Além do suporte técnico, o laboratório menciona a disponibilização de materiais informativos e técnicos relacionados aos cuidados pós-vacinais voltados aos tutores e direcionados a médicos veterinários, respectivamente.
"Ainda, salientamos que após a abertura da ocorrência no SAC, os eventos adversos são tratados dentro do sistema de farmacovigilância interna, e que, se procedente, encaminha-se para investigação nos quesitos de qualidade, segurança e eficácia, conforme o incremento verificado comparativamente à média histórica do mesmo", completa a nota.
O POVO questionou a Ceva sobre a existência de investigações em relação à qualidade dos lotes 023/20 e 035/20 da Leish-Tec e pediu um levantamento sobre notificações de efeitos adversos graves relacionados aos referidos lotes da vacina. No entanto, a empresa não respondeu a essas solicitações.

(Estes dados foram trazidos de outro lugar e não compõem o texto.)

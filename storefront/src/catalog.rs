use crate::model::Item;
use std::{error::Error, fs, path::Path};

/// Load the item catalog from a JSON array file.
///
/// The file order is preserved; it is also the display order.
pub fn load_items<P: AsRef<Path>>(path: P) -> Result<Vec<Item>, Box<dyn Error + Send + Sync>> {
    let raw = fs::read_to_string(path.as_ref())?;
    let items: Vec<Item> = serde_json::from_str(&raw)?;
    Ok(items)
}

/// Load the catalog, degrading to an empty list when the file is missing or
/// malformed. Used at the HTTP boundary where a broken catalog must not take
/// the page down.
pub fn load_items_or_empty<P: AsRef<Path>>(path: P) -> Vec<Item> {
    match load_items(path.as_ref()) {
        Ok(items) => items,
        Err(e) => {
            tracing::error!(error = %e, path = %path.as_ref().display(), "Failed to load catalog");
            Vec::new()
        }
    }
}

Procurado, o Ministério da Agricultura, Pecuária e Abastecimento (Mapa), afirma que não foi notificado de efeitos adversos relacionados à vacina pela empresa, por veterinários ou por tutores de cães. O Mapa diz que realiza fiscalizações em todos os fabricantes de produtos de uso veterinário, incluindo a empresa Ceva Saúde Animal. A frequência varia de acordo com o risco estipulado para cada produto.
Vacina é importante para prevenção ao calazar
Todos os médicos veterinários ouvidos por O POVO reforçam a necessidade da vacinação para prevenir o calazar. Em estudo divulgado pelo laboratório fabricante, a Leish-Tec obteve como resultado 96,41% de proteção contra a leishmaniose visceral canina no grupo vacinado, o que corresponde a 71,3% de eficácia vacinal.
“A vacinação é muito importante e deve ser associada a um repelente tópico. Vivemos em uma área onde ainda existem, infelizmente, muitos casos de leishmaniose”, ressalta uma das profissionais.
Em 2020, de acordo com nota técnica da Secretaria da Saúde do Ceará (Sesa), o Estado registrou 135 casos de leishmaniose visceral ou calazar. O número é o menor desde 2007 e representa uma queda de 54% em relação ao ano anterior. No Ceará, de 2007 a agosto de 2020, foram registradas 5.912 confirmações da doença no mesmo período, com uma média de 422 casos ao ano.
A leishmaniose pode ser fatal tanto para animais quanto para seres humanos e é transmitida por meio da picada do mosquito vetor, chamado de flebótomo, que é conhecido por mosquito palha ou cangalhinha.
Cães e seres humanos são infectados pelo mosquito, que transmite o calazar para as pessoas apenas se picar primeiro um animal com a doença. Os principais sintomas nas pessoas são febre, fraqueza, inchaço no abdômen, tosse seca e emagrecimento.
Nos animais, os sinais do calazar são emagrecimento, apatia e feridas na pele que não cicatrizam. O animal infectado precisa ser medicado e receber acompanhamento veterinário a cada quatro ou seis meses. O tutor também pode optar pelo sacrifício do seu animal.